## TASK DIRECTIONS
Show each line of the data below that has the string "filename" in it.

## SOURCE DATA
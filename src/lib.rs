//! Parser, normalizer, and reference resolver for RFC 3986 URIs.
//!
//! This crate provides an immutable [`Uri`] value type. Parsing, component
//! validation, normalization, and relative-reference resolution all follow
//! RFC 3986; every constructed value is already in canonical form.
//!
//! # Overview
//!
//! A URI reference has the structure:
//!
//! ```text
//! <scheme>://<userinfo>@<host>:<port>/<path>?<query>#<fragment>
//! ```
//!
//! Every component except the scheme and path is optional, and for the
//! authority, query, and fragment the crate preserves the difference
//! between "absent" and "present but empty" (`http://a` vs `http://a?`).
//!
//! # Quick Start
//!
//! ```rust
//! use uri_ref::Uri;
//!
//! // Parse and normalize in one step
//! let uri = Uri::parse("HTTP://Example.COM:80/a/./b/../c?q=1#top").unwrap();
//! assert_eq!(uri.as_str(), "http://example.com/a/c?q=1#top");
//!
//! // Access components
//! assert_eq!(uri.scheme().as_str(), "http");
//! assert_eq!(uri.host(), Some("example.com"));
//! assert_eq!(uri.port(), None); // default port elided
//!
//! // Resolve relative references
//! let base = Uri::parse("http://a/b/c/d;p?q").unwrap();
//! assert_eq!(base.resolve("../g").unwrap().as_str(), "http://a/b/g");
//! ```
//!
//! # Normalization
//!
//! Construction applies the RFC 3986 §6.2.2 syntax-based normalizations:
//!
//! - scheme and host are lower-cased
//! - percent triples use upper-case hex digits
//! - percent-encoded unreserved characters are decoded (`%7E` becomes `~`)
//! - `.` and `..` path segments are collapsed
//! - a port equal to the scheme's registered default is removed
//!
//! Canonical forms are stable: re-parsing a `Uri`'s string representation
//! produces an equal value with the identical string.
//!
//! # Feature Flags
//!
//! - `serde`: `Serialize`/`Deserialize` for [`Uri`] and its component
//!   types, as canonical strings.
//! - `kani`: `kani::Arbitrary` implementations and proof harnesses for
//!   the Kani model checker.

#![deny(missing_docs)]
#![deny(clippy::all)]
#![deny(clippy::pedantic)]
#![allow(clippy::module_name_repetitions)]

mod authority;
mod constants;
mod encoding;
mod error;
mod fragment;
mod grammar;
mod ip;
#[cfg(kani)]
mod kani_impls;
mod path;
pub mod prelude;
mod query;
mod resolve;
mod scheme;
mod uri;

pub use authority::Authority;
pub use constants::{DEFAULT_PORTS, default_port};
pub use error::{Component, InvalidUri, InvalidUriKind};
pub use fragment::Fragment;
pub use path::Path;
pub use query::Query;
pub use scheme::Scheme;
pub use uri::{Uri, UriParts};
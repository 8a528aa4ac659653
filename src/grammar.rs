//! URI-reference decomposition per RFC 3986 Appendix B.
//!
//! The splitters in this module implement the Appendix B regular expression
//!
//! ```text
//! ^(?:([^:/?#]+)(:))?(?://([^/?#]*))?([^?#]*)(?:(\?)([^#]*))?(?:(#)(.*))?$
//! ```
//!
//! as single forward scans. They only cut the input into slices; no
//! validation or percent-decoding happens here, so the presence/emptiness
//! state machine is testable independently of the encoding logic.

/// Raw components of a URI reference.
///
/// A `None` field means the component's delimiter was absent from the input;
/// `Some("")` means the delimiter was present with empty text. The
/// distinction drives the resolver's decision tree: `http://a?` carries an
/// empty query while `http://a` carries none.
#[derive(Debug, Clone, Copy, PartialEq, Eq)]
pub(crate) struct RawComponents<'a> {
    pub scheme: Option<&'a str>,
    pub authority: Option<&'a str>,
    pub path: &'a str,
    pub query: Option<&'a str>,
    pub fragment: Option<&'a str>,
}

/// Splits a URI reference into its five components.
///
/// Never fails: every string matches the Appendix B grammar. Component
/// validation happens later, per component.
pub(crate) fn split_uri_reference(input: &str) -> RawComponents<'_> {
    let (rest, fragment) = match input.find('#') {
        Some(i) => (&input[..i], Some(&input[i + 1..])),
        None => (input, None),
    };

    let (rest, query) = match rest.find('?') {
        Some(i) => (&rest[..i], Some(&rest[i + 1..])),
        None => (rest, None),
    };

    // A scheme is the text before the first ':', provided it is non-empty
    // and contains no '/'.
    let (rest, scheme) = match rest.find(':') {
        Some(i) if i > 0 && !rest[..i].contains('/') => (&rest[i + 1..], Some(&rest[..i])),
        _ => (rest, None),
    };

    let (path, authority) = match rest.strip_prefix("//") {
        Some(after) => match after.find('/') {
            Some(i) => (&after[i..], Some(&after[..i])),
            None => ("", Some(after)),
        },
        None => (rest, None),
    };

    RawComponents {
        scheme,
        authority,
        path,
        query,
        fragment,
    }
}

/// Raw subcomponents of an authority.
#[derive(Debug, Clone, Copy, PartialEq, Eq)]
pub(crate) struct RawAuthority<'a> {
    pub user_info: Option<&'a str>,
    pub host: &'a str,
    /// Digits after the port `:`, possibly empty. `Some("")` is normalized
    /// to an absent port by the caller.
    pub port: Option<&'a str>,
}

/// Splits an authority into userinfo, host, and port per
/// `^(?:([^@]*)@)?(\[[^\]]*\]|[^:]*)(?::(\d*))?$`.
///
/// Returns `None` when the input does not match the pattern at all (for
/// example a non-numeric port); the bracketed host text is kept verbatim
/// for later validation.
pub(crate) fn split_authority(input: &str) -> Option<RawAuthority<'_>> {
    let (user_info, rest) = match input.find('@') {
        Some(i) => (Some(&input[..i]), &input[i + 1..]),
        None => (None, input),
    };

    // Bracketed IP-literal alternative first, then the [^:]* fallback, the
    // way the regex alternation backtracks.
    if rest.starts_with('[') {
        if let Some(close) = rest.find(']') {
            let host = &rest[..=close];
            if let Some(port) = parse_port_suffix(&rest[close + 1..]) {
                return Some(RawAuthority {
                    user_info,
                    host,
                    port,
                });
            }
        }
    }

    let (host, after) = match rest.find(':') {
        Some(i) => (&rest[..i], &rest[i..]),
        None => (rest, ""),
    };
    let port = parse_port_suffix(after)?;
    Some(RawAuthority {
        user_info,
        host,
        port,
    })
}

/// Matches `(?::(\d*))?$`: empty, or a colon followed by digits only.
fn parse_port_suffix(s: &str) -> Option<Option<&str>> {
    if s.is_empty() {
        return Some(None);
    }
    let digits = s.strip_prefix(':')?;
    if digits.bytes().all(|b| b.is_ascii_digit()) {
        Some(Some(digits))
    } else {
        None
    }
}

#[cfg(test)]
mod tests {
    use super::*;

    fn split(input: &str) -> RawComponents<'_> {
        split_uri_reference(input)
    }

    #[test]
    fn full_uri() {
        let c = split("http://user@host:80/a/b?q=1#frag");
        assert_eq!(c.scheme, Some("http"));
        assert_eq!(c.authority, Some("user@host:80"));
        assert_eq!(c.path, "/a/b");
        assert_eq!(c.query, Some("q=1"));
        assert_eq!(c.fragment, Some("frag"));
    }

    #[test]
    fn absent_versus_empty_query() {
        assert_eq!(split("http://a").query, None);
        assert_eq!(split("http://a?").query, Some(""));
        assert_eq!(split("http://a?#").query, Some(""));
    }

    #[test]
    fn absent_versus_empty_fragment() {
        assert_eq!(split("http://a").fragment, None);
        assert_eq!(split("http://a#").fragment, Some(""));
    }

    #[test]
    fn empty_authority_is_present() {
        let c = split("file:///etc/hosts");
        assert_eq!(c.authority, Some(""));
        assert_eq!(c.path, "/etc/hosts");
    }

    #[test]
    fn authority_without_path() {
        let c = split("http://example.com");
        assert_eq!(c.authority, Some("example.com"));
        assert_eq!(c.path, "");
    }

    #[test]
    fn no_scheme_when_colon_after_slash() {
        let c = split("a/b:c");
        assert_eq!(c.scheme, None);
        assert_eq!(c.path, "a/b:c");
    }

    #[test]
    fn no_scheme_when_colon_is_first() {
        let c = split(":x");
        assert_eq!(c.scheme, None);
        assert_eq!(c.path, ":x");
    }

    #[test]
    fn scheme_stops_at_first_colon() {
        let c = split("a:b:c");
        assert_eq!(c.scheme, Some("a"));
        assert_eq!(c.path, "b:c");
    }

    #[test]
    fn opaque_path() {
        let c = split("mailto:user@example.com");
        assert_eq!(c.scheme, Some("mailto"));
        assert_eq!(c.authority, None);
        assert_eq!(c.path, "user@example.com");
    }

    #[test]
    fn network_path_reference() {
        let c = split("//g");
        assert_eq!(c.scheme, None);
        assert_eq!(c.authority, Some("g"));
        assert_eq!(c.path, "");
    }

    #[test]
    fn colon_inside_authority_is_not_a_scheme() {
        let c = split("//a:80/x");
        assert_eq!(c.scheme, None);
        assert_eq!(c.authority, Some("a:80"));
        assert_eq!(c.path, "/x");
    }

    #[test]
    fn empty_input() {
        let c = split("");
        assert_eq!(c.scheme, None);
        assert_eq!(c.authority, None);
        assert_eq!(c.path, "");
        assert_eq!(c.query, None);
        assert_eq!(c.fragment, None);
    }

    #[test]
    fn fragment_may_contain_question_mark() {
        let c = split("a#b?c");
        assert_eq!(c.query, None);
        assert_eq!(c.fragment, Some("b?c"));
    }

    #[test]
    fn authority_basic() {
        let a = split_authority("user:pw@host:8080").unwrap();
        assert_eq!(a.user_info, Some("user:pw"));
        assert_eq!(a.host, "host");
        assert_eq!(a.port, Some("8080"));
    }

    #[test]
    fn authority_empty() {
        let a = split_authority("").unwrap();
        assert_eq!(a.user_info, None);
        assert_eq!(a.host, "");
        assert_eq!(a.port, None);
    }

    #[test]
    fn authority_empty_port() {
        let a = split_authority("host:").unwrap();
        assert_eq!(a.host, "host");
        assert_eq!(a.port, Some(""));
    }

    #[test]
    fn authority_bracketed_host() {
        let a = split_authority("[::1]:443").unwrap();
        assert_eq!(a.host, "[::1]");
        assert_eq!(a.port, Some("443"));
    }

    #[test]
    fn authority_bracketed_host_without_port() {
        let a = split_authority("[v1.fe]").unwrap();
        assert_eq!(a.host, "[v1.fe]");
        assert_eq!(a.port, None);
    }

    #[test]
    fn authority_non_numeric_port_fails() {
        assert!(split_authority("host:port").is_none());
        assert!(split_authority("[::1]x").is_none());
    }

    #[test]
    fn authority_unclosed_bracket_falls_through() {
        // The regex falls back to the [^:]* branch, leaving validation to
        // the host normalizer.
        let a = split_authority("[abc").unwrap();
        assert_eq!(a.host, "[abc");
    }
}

## TASK RESULT
filename src/lib.rs
filename src/grammar.rs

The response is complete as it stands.